Spectrum initialization incorrect for strongly masked data

pmelchior commented 3 years ago

As reported by #245, non-sensical spectra arise from fitting data with strong masking, i.e. when sources are initialized in regions where one or more bands are largely unavailable. The counter-intuitive behavior is that the amplitude is very high in the masked bands, and essentially zero in the unmasked bands.

Two aspects contribute to this problem:

The initialization with the set_spectra_to_match method solves a linear problem that becomes ill-defined it a morphology vector has no (or almost no) overlap with the region of non-zero weights. If convolutions are in the forward path, this statement applies to the convolved morphology. In both cases, this yields a numerically unstable matrix inverse whenever the bulk of the source is in the masked region of a given band. The solver finds the spectrum amplitude for all components in each band, which means that a failure of one component in a band ruins the amplitude estimate for most/all components in that band (but other bands are unaffected). This is likely the cause for the counter-intuitive behavior. aa4ccd2 fixes this problem by only inverting the matrix for the sub-block of components that have sufficient non-zero product of morphology*weight.
The gradients used during the fit are quite volatile, which can lead to unexpected trajectories in parameter space. Here's an example of a ExtendedSource fit to data of a white source where the lower half of the reddest of 5 bands has weights=0:

https://user-images.githubusercontent.com/1463403/124305843-a13ee200-db33-11eb-9b37-9ca9067b6169.mp4

After the initialization (which underestimates the amplitude in the reddest band and thus comes out in cyan), there's a strong red overcompensation. That's a really bad fit, so the model gets suppressed globally. When it returns it avoids the 5-band region in the top of the image. Because it has lower flux there, it cranks up the red amplitude to get the right intensity in that band (the bottom region will not object because it doesn't care about the red amplitude). In this noise-free data the problem eventually gets corrected but it takes a large number of iterations because there's no strong incentive in terms of the log-likelihood of the fit. This problem can only really be avoided by introducing more information to the model in terms of parameter constraints/priors. For instance, fitting the same data with a PointSource (or probably any other parameterized model) has no trouble getting the correct flat (=white) spectrum. Priors in the spectrum shape would likely help as well.
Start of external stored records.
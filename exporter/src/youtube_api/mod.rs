//! YouTube Data API v3 boundary.
//!
//! This module holds the strongly-typed response layer for the handful of
//! endpoints the exporter uses, and the two capability traits the pipeline is
//! written against:
//!
//! - [`YouTubeApi`]: key-authenticated reads (channel lookups, channel search,
//!   playlist pagination, batched video details).
//! - [`CaptionApi`]: session-authenticated caption listing and download, which
//!   needs the `youtube.force-ssl` scope.
//!
//! [`YouTubeClient`] implements both over `reqwest`. Tests implement them with
//! in-memory fakes.
//!
//! Every method returns the raw [`HttpFailure`] on error; classification into
//! user-facing errors is the pipeline's job (see [`crate::error::classify`]).
//!
//! # Example Usage
//!
//! ```rust,no_run
//! use youtube_exporter::youtube_api::{YouTubeApi, YouTubeClient};
//!
//! # async fn example() -> Result<(), youtube_exporter::error::HttpFailure> {
//! let client = YouTubeClient::with_api_key("AIza...", reqwest::Client::new());
//! let channels = client.channels_by_handle("@example").await?;
//! for channel in channels.items {
//!     println!("{}", channel.id);
//! }
//! # Ok(())
//! # }
//! ```

#![allow(async_fn_in_trait)]

pub mod captions;
pub mod channels;
pub mod client;
pub mod playlist_items;
pub mod search;
pub mod types;
pub mod videos;

pub use client::{TimeBoundAccessToken, YouTubeClient};
pub use types::PageInfo;

pub use captions::{Caption, CaptionListResponse, CaptionSnippet};
pub use channels::{Channel, ChannelListResponse};
pub use playlist_items::{PlaylistItem, PlaylistItemListResponse};
pub use search::{SearchListResponse, SearchResult};
pub use videos::{Thumbnail, Thumbnails, Video, VideoListResponse, VideoSnippet, VideoStatistics};

use crate::error::HttpFailure;

/// Largest page size any of the list endpoints accept.
pub const MAX_PAGE_SIZE: u32 = 50;

/// Read-only YouTube endpoints used to resolve a channel and collect its uploads.
pub trait YouTubeApi {
    /// `channels.list?part=id&forHandle=<handle>`
    async fn channels_by_handle(&self, handle: &str) -> Result<ChannelListResponse, HttpFailure>;

    /// `channels.list?part=id&forUsername=<username>`
    async fn channels_by_username(
        &self,
        username: &str,
    ) -> Result<ChannelListResponse, HttpFailure>;

    /// `channels.list?part=contentDetails&id=<channel_id>`
    async fn channel_content_details(
        &self,
        channel_id: &str,
    ) -> Result<ChannelListResponse, HttpFailure>;

    /// `search.list?part=snippet&type=channel&q=<query>&maxResults=<max_results>`
    async fn search_channels(
        &self,
        query: &str,
        max_results: u32,
    ) -> Result<SearchListResponse, HttpFailure>;

    /// One page of `playlistItems.list?part=contentDetails`.
    async fn playlist_items(
        &self,
        playlist_id: &str,
        max_results: u32,
        page_token: Option<&str>,
    ) -> Result<PlaylistItemListResponse, HttpFailure>;

    /// `videos.list?part=snippet,statistics&id=<ids joined by ','>`, at most 50 IDs.
    async fn videos(&self, video_ids: &[String]) -> Result<VideoListResponse, HttpFailure>;
}

/// Caption endpoints, which require an authorized session.
pub trait CaptionApi {
    /// `captions.list?part=snippet&videoId=<video_id>`
    async fn list_captions(&self, video_id: &str) -> Result<CaptionListResponse, HttpFailure>;

    /// `captions.download` of one track, converted to `format` (e.g. `srt`).
    async fn download_caption(&self, caption_id: &str, format: &str)
    -> Result<String, HttpFailure>;
}
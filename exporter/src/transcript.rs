//! Best-effort caption download.
//!
//! Transcripts are optional: without an authorized session, or when anything
//! about listing or downloading captions fails, a video simply gets an empty
//! transcript and the export carries on.

use crate::youtube_api::{Caption, CaptionApi};

/// Languages preferred when a video has several caption tracks.
pub const DEFAULT_PREFERRED_LANGUAGES: &[&str] = &["en", "de"];

/// Subtitle format requested from `captions.download`.
const CAPTION_FORMAT: &str = "srt";

/// A caption track as far as track selection is concerned.
#[derive(Debug, Clone, PartialEq, Eq)]
pub struct CaptionTrack {
    pub id: String,
    pub language: String,
}

impl From<Caption> for CaptionTrack {
    fn from(caption: Caption) -> Self {
        Self {
            language: caption
                .snippet
                .and_then(|snippet| snippet.language)
                .unwrap_or_default(),
            id: caption.id,
        }
    }
}

/// Picks the track to download.
///
/// Tracks in a preferred language rank before all others; within a rank the
/// API's order is kept, so the first listed track wins a tie.
pub fn select_track<'a, S: AsRef<str>>(
    tracks: &'a [CaptionTrack],
    preferred_languages: &[S],
) -> Option<&'a CaptionTrack> {
    let score = |track: &CaptionTrack| {
        let preferred = preferred_languages
            .iter()
            .any(|lang| lang.as_ref() == track.language);
        if preferred { 0 } else { 1 }
    };

    let mut ranked: Vec<&CaptionTrack> = tracks.iter().collect();
    // sort_by_key is stable
    ranked.sort_by_key(|track| score(track));
    ranked.into_iter().next()
}

/// Downloads the best caption track of `video_id` as trimmed SRT text.
///
/// Returns an empty string when there is no session, no caption track, or any
/// failure along the way.
pub async fn transcript<S: AsRef<str>>(
    session: Option<&impl CaptionApi>,
    video_id: &str,
    preferred_languages: &[S],
) -> String {
    let Some(session) = session else {
        return String::new();
    };

    let Ok(response) = session.list_captions(video_id).await else {
        return String::new();
    };
    let tracks: Vec<CaptionTrack> = response.items.into_iter().map(CaptionTrack::from).collect();
    let Some(track) = select_track(&tracks, preferred_languages) else {
        return String::new();
    };

    match session.download_caption(&track.id, CAPTION_FORMAT).await {
        Ok(text) => text.trim().to_string(),
        Err(_) => String::new(),
    }
}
The fits in #245 appear to use point-source models, so the fix for problem 1 above should be all that is needed. I write down problem 2 because it's pretty counter-intuitive, but not a bug in the code itself. It's a problem for the optimizer to find the correct values when any change in the non-parametric morphology yields a different mix of masked pixels in various bands, and any change of the spectrum will lead to changes in the morphology...

For completeness, the other two commit fix corner cases that I have triggered during testing the stuff above.

pmelchior commented 3 years ago

The solver runs independently in each band.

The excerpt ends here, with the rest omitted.